Saturday, April 22, 2017

Getting the rhythm

I've often wondered what my natural patterns would be if I took away all external influences.  No alarm clock, no appointments, nothing but going to bed when I'm tired, waking up when I'm rested.  For the last 5 months I've had that, more or less. Now the report from the front lines.  I know this sounds boring but stay with me here.  I like to go to sleep between 10pm and 11pm, and left to my own devices (with no cat or dog intervention) I wake up at about 7am.  Basically my whole working career I've had what I call "ass in the seat" jobs.  Meaning show up on time, put your ass in a seat, work til lunch, eat, work til quitting time, go home, repeat. As I am entering an entrepreneurial business I need to find out what my natural work rhythms are.  For some things I'll be going back to the alarm clock.  For instance if I need to shoot some video on the road the best light is first thing in the morning, meaning pre-dawn departure.  My goal is to be doing what I am best at, when I am best at it. When I have a difficult problem I've discovered letting my subconscious work on it while I sleep usually has good results.  Same with this blog.  I woke up this morning with a pretty good idea what I wanted to say today.  So creative stuff 7am til 10am or so.  When I had my ass-in-the-seat job I would eat lunch at my desk and spend my half hour lunch walking in the parking lot.  Exciting right?  I think this helped my get passed the post lunch grogginess. So maybe chores from 10am to 11:30 followed by lunch and a walk.  The afternoon will be a good time to do the nuts and bolts of video production, downloading raw video, rough edits, location scouting, camera and motorcycle maintenance.  I also think there is some value in being bored.  I find if I put down my phone, turn off the TV and disconnect for awhile my mind seems sharper.  My focus improves and I actually feel better.  The longer I remain disconnected the more I can see projects, how they will work, what the snags are, and ideas for getting around them.  So maybe another creative period in the evening. Rest, repeat. Every day we are getting closer to our departure, and I'm looking forward to finding the rhythm of the road.

Friday, April 21, 2017

Mom was right

My mom is an interior decorator.  She's always talking about the importance of surrounding yourself with colors that make you feel good.  Now I understand.

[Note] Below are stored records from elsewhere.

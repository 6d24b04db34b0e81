//! Project record errors.

use serde::{Deserialize, Serialize};
use thiserror::Error;

/// Errors that can occur while building or checking project records.
#[derive(Debug, Clone, Error, Serialize, Deserialize, PartialEq, Eq)]
#[serde(tag = "type", content = "details")]
pub enum ProjectError {
    /// Project data could not be decoded
    #[error("Project parse error: {message}")]
    Parse {
        /// Description of the decode failure
        message: String,
    },

    /// Status label is neither "Paid" nor "Not Paid"
    #[error("Unknown payment status: {value:?}")]
    UnknownStatus {
        /// The rejected label
        value: String,
    },

    /// Two records in one list share an id
    #[error("Duplicate project id: {id}")]
    DuplicateId {
        /// The repeated id
        id: String,
    },
}

impl ProjectError {
    /// Create a parse error from a serde_json error.
    pub fn from_json_error(e: &serde_json::Error) -> Self {
        Self::Parse { message: e.to_string() }
    }

    /// Whether the list can still be rendered despite this error.
    ///
    /// Duplicate ids only weaken keyed diffing, they never break rendering.
    pub const fn is_recoverable(&self) -> bool {
        matches!(self, Self::DuplicateId { .. })
    }
}

#[cfg(test)]
mod tests {
    use super::*;

    #[test]
    fn test_is_recoverable() {
        let duplicate = ProjectError::DuplicateId { id: "p1".to_string() };
        let parse = ProjectError::Parse { message: "eof".to_string() };

        assert!(duplicate.is_recoverable());
        assert!(!parse.is_recoverable());
    }

    #[test]
    fn test_from_json_error() {
        let err = serde_json::from_str::<Vec<u8>>("[1,").unwrap_err();
        match ProjectError::from_json_error(&err) {
            ProjectError::Parse { message } => assert!(!message.is_empty()),
            other => panic!("unexpected error: {other:?}"),
        }
    }

    #[test]
    fn test_serde_tagging() {
        let err = ProjectError::UnknownStatus { value: "Pending".to_string() };
        let json = serde_json::to_value(&err).unwrap();
        assert_eq!(json["type"], "UnknownStatus");
        assert_eq!(json["details"]["value"], "Pending");
    }
}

Up until Tuesday there was still this little voice in the back of my head now and then whispering that we were making the wrong decision.  That we should just hunker down in our house, push Lance to take another W2 job and continue to work for the man forever. Vacation for the two weeks of allotted time a year and be content with that.  Continue working to support the house until we're dead like the rest of America.  After all, we worked so hard on this house and it is finally in good condition.  We're basically happy here.

Until the interior of the house was painted white.  Up until Monday I woke up every morning happy to be greeted by the underwater blue. It made me smile first thing in the day.

Now, I wake up every morning and my first thought is I HATE it here. I can't wait to get out. I hit the ground with both feet running. I'm pushing the real estate agent for the next project.

The RV is still at the shop getting the hydraulic jacks and the water pump replaced.  In the meantime, we have piles to sort through because the painters evicted everything from every closet. Here I thought I was such a good little minimizer, and now that I see my entire closets dumped out onto the floor I realize we
have so, so far to go.

But now that little voice of doubt is long gone. I've just shifted from Low Forward to Second Gear. All eyes forward - let's go!

Tuesday, April 18, 2017

Being Erased by Ikea

Now that the shakedown cruise is completed, we have a short laundry list of repairs.

Some we can do ourselves. It's a relief to see that we settled into teamwork on the RV much like we always have on the boat - we discuss the plan of attack, gather the tools and attack one project at a time together. As usual one of us takes lead, playing to our strengths, and the other falls into a supporting role.

We were never this good together on house projects.  In fact, our 9 years of homeownership have been mostly a non-stop series of bickerfests over every angle of every project until one of us just throws in the towel from exhaustion.  There are a couple of exceptions  - one of which being the guest room drapes.

I designed a roman-type shade system with bamboo supports and sailing hardware, and there is none else like it. We shopped the fabric and built it together; Lance did the wood and bamboo cutting, gluing and painting, I found the bamboo and boat cleat, cut and sewed the fabric, varnished the cleat support to tie off, both of us hammered the grommets and together we mounted it to the wall, and ran the hardware and lines to the wall cleat.  It was one of our first projects together as new homeowners, and we were so excited that it was a one-off design we built together. From my brain to our hands to our wall.  We had high expectations that the rest of the house would come together the same way.  It did not.

Fast-forward 9 years and countless projects later.  I have come to loathe Every. House. Project. The bickering, the indecision, the time spent NOT on the boat, the money spent NOT on vacations.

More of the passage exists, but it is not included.